Your's sound like classical migraines - what with the the visual disturbance ("scintillating scotoma") and hair aching. The other common symptom I've heard of is need to be in the dark (photophobia). I point this out because I've heard people refer to any severe headache as a migraine, and that is mistaken.

My father had sclero (CREST) and had these headaches. He took a vasoconstricting drug called Caffergot, but that was decades ago so there's sure to be better stuff now. I can remember these well from my childhood, as I would come home from school and all the blinds would be drawn and my mother would whisper to go outside and play, as my father could not stand any sound.

My understanding is that these headaches occur following a vessel constriction to the head. The headache comes on when the constriction lets loose and the blood flows as it should (sort of strange). This would be why vasoconstricting medication would help (though be bad for Raynauds).

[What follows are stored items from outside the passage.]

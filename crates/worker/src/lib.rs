// SPDX-License-Identifier: BUSL-1.1
// Copyright 2025 Alfred Jean LLC

//! Chat Worker + Presence/Read-Receipt Engine process: the durable
//! side of the messaging fabric.

pub mod cache;
pub mod chat_worker;
pub mod config;
pub mod receipts;
pub mod run;
pub mod store;

pub use run::run;
// SPDX-License-Identifier: BUSL-1.1
// Copyright 2025 Alfred Jean LLC

//! Group-member cache reads/writes for the Chat Worker's recipient
//! resolution step (§4.5 step 3). Narrower than the gateway's
//! `registry.rs` — the worker never touches the connection registry or
//! presence keys, only `grp:<chatId>`.

use std::time::Duration;

use fabric_core::ids::{ChatId, UserId};
use redis::aio::ConnectionManager;
use redis::AsyncCommands;
use tracing::warn;

const CACHE_TIMEOUT: Duration = Duration::from_secs(2);

#[derive(Clone)]
pub struct GroupCache {
    conn: ConnectionManager,
}

impl GroupCache {
    pub async fn connect(redis_url: &str) -> anyhow::Result<Self> {
        let client = redis::Client::open(redis_url)?;
        let conn = client.get_connection_manager().await?;
        Ok(Self { conn })
    }

    pub async fn members(&self, chat_id: ChatId) -> Option<Vec<UserId>> {
        let key = group_key(chat_id);
        let mut conn = self.conn.clone();
        let raw: Vec<String> = match tokio::time::timeout(CACHE_TIMEOUT, conn.smembers(key)).await {
            Ok(Ok(v)) => v,
            Ok(Err(e)) => {
                warn!(%chat_id, error = %e, "group cache read failed");
                return None;
            }
            Err(_) => {
                warn!(%chat_id, "group cache read timed out");
                return None;
            }
        };
        if raw.is_empty() {
            return None;
        }
        Some(
            raw.into_iter()
                .filter_map(|s| uuid::Uuid::parse_str(&s).ok().map(UserId::from))
                .collect(),
        )
    }

    pub async fn populate(&self, chat_id: ChatId, members: &[UserId]) {
        if members.is_empty() {
            return;
        }
        let key = group_key(chat_id);
        let ids: Vec<String> = members.iter().map(|m| m.to_string()).collect();
        let mut conn = self.conn.clone();
        let _ = tokio::time::timeout(CACHE_TIMEOUT, conn.sadd::<_, _, ()>(key, ids)).await;
    }
}

fn group_key(chat_id: ChatId) -> String {
    format!("grp:{chat_id}")
}

#[cfg(test)]
#[path = "cache_tests.rs"]
mod tests;
// SPDX-License-Identifier: BUSL-1.1
// Copyright 2025 Alfred Jean LLC

//! Memory-backed token bucket for the upgrade endpoint, keyed by source
//! address (§5: "login endpoint and upgrade endpoint are rate-limited
//! per source address"). Small hand-rolled primitive, in the style of
//! the session layer's own debounce guards, rather than a dependency —
//! the pack carries no rate-limiting crate.

use std::collections::HashMap;
use std::net::IpAddr;
use std::time::{Duration, Instant};

use tokio::sync::Mutex;

struct Bucket {
    tokens: f64,
    last_refill: Instant,
}

pub struct RateLimiter {
    buckets: Mutex<HashMap<IpAddr, Bucket>>,
    capacity: f64,
    refill_per_sec: f64,
}

impl RateLimiter {
    /// `per_minute` tokens are available, refilled continuously.
    pub fn new(per_minute: u32) -> Self {
        let capacity = per_minute as f64;
        Self {
            buckets: Mutex::new(HashMap::new()),
            capacity,
            refill_per_sec: capacity / 60.0,
        }
    }

    /// Attempt to take one token for `addr`. Returns `true` if allowed.
    pub async fn try_acquire(&self, addr: IpAddr) -> bool {
        let mut buckets = self.buckets.lock().await;
        let now = Instant::now();
        let bucket = buckets.entry(addr).or_insert_with(|| Bucket {
            tokens: self.capacity,
            last_refill: now,
        });

        let elapsed = now.duration_since(bucket.last_refill).as_secs_f64();
        bucket.tokens = (bucket.tokens + elapsed * self.refill_per_sec).min(self.capacity);
        bucket.last_refill = now;

        if bucket.tokens >= 1.0 {
            bucket.tokens -= 1.0;
            true
        } else {
            false
        }
    }

    /// Drop buckets that have been full and idle, bounding memory use.
    pub async fn sweep(&self, idle_for: Duration) {
        let now = Instant::now();
        let mut buckets = self.buckets.lock().await;
        buckets.retain(|_, b| {
            b.tokens < self.capacity || now.duration_since(b.last_refill) < idle_for
        });
    }
}

#[cfg(test)]
#[path = "ratelimit_tests.rs"]
mod tests;
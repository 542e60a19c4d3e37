// SPDX-License-Identifier: BUSL-1.1
// Copyright 2025 Alfred Jean LLC

//! Read-receipt engine: a competing-consumer pool drains `read.receipts`
//! (queue group `receipt-workers`), batches updates over a short
//! window keyed by `(chatId, userId)` taking the max `msgId`, commits
//! in bulk, and publishes a `Read` envelope per updated pair (§4.7).

use std::collections::HashMap;
use std::time::Duration;

use fabric_core::ids::{ChatId, UserId};
use fabric_core::protocol::{DeliveryEnvelope, ReadReceiptEvent};
use fabric_core::subjects::{delivery_subject, READ_RECEIPTS_QUEUE_GROUP, READ_RECEIPTS_SUBJECT};
use futures_util::StreamExt;
use metrics::counter;
use tokio_util::sync::CancellationToken;
use tracing::warn;

use crate::store::Store;

pub struct ReceiptEngine {
    nats: async_nats::Client,
    store: Store,
    batch_window: Duration,
}

impl ReceiptEngine {
    pub fn new(nats: async_nats::Client, store: Store, batch_window: Duration) -> Self {
        Self {
            nats,
            store,
            batch_window,
        }
    }

    /// Run one competing-consumer worker. Spawn `N` of these to match
    /// spec.md's fixed-size pool.
    pub async fn run(&self, shutdown: CancellationToken) -> anyhow::Result<()> {
        let mut sub = self
            .nats
            .queue_subscribe(READ_RECEIPTS_SUBJECT, READ_RECEIPTS_QUEUE_GROUP.to_string())
            .await?;

        let mut batch: HashMap<(ChatId, UserId), i64> = HashMap::new();
        let mut ticker = tokio::time::interval(self.batch_window);
        ticker.tick().await;

        loop {
            tokio::select! {
                _ = shutdown.cancelled() => {
                    self.flush(&mut batch).await;
                    break;
                }
                _ = ticker.tick() => {
                    self.flush(&mut batch).await;
                }
                msg = sub.next() => {
                    let Some(msg) = msg else { break };
                    let Ok(event) = serde_json::from_slice::<ReadReceiptEvent>(&msg.payload) else {
                        warn!("dropping malformed read-receipt event");
                        continue;
                    };
                    fold_into_batch(&mut batch, event);
                }
            }
        }
        Ok(())
    }

    async fn flush(&self, batch: &mut HashMap<(ChatId, UserId), i64>) {
        if batch.is_empty() {
            return;
        }
        let updates: Vec<((ChatId, UserId), i64)> = batch.drain().collect();
        if let Err(e) = self.store.commit_read_receipts(&updates).await {
            warn!(error = %e, "failed to commit read-receipt batch");
            return;
        }
        counter!("fabric_worker_read_receipts_committed_total").increment(updates.len() as u64);
        for ((chat_id, user_id), msg_id) in updates {
            self.publish_read(chat_id, user_id, msg_id).await;
        }
    }

    async fn publish_read(&self, chat_id: ChatId, user_id: UserId, msg_id: i64) {
        let envelope = DeliveryEnvelope::Read {
            chat_id,
            user_id,
            msg_id,
        };
        let Ok(payload) = serde_json::to_vec(&envelope) else {
            return;
        };
        if let Err(e) = self.nats.publish(delivery_subject(chat_id), payload.into()).await {
            warn!(%chat_id, %user_id, error = %e, "failed to publish read receipt broadcast");
        }
    }
}

/// Fold one event into the running batch, keeping the max `msgId` per
/// `(chatId, userId)` — `lastReadMsgId` only ever advances.
fn fold_into_batch(batch: &mut HashMap<(ChatId, UserId), i64>, event: ReadReceiptEvent) {
    batch
        .entry((event.chat_id, event.user_id))
        .and_modify(|existing| *existing = (*existing).max(event.msg_id))
        .or_insert(event.msg_id);
}

#[cfg(test)]
#[path = "receipts_tests.rs"]
mod tests;
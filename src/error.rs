use thiserror::Error;

/// Error type shared by every parser in the crate.
///
/// Each variant carries the 1-based cursor position the failure was
/// observed at. Failures never carry an advanced cursor: from the
/// caller's perspective a failed parser has consumed nothing.
#[derive(Debug, Clone, PartialEq, Eq, Error)]
pub enum ParseError {
    /// A character was required but the cursor is past the end of the
    /// stream.
    #[error("end of input at position {position}")]
    EndOfInput { position: usize },

    /// A position professed to be in bounds yielded no character.
    /// Invariant violation in the stream, not a normal parse failure.
    #[error("invalid state: no character at position {position}")]
    InvalidState { position: usize },

    /// The character at the cursor is not a member of the expected set.
    #[error("expected one of the chars {charset:?}, found {found:?} at position {position}")]
    NotInCharset {
        charset: String,
        found: char,
        position: usize,
    },

    /// A multi-character literal stopped matching at `position`.
    #[error("expected {expected:?}, found {found:?} at position {position} while matching {literal:?}")]
    LiteralMismatch {
        literal: String,
        expected: char,
        found: char,
        position: usize,
    },

    /// The stream ended partway through a multi-character literal.
    #[error("end of input at position {position} while matching {literal:?}")]
    LiteralTruncated { literal: String, position: usize },

    /// A predicate rejected the character at the cursor.
    #[error("{found:?} is not valid at position {position}")]
    Rejected { found: char, position: usize },

    /// A bounded repetition accumulated fewer characters than its
    /// declared minimum.
    #[error("expected at least {required} characters, matched {matched} at position {position}")]
    TooFew {
        required: usize,
        matched: usize,
        position: usize,
    },

    /// A character exists where end of input was required.
    #[error("expected end of input, found {found:?} at position {position}")]
    ExpectedEndOfInput { found: char, position: usize },

    /// A labeled parser failed; the underlying failure is preserved as
    /// the error source.
    #[error("expected {label}")]
    Labeled {
        label: String,
        #[source]
        source: Box<ParseError>,
    },
}

impl ParseError {
    /// Returns the 1-based position where this error occurred.
    pub fn position(&self) -> usize {
        match self {
            ParseError::EndOfInput { position }
            | ParseError::InvalidState { position }
            | ParseError::NotInCharset { position, .. }
            | ParseError::LiteralMismatch { position, .. }
            | ParseError::LiteralTruncated { position, .. }
            | ParseError::Rejected { position, .. }
            | ParseError::TooFew { position, .. }
            | ParseError::ExpectedEndOfInput { position, .. } => *position,
            ParseError::Labeled { source, .. } => source.position(),
        }
    }
}
use crate::error::ParseError;

/// An immutable view over an input string, indexed by character.
///
/// The stream snapshots its input at construction and never changes
/// afterwards, so any number of parsers can read the same stream
/// concurrently with no coordination. Lookup is 1-based: position 1 is
/// the first character, `len()` the last.
#[derive(Debug, Clone, PartialEq, Eq)]
pub struct Stream {
    text: String,
    chars: Vec<char>,
}

impl Stream {
    pub fn new(input: &str) -> Self {
        Stream {
            text: input.to_string(),
            chars: input.chars().collect(),
        }
    }

    /// The original backing text.
    pub fn str(&self) -> &str {
        &self.text
    }

    /// Number of characters in the stream.
    pub fn len(&self) -> usize {
        self.chars.len()
    }

    pub fn is_empty(&self) -> bool {
        self.chars.is_empty()
    }

    /// Bounds-checked 1-based lookup. `None` when `index` is zero or
    /// past the end.
    pub fn get(&self, index: usize) -> Option<char> {
        if index == 0 {
            return None;
        }
        self.chars.get(index - 1).copied()
    }

    /// Fallible lookup used by the primitive parsers.
    ///
    /// A cursor past the end is `EndOfInput`; a position within
    /// professed bounds that still yields no character is
    /// `InvalidState` (unreachable for a well-formed stream).
    pub fn value(&self, cursor: usize) -> Result<char, ParseError> {
        if cursor > self.chars.len() {
            return Err(ParseError::EndOfInput { position: cursor });
        }
        self.get(cursor)
            .ok_or(ParseError::InvalidState { position: cursor })
    }
}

This would suggest that if you could prevent the constriction to begin with (perhaps with a vasodilator) the process might be stopped or reduced. But I'm not a doctor.

Since it is a vascular headache and sclero has other vascular symptoms (Raynauds, pulmonary hypertension, etc.), it certainly seems they could be related.

I also have sclero (CREST, actually CRST), and it accompanied with epilepsy! (very easily controlled). There is a very distinct aura. It is sort of a mixture of tunnel vision and a sense of doom. Though never diagnosed, I believe that my epilepsy is caused by the same vascular process (there are known cases of seizures caused vascularly). It makes perfect sense.

I read in a medical book ("The Etiology of Epilepsy") that there is a much higher rate of epilepsy among people with Raynauds, which points to a likely vascular cause. It's even more compelling with migraine.

More reasons why you have to be your own doctor at times. They usually aren't very imaginative if the issue isn't life threatening.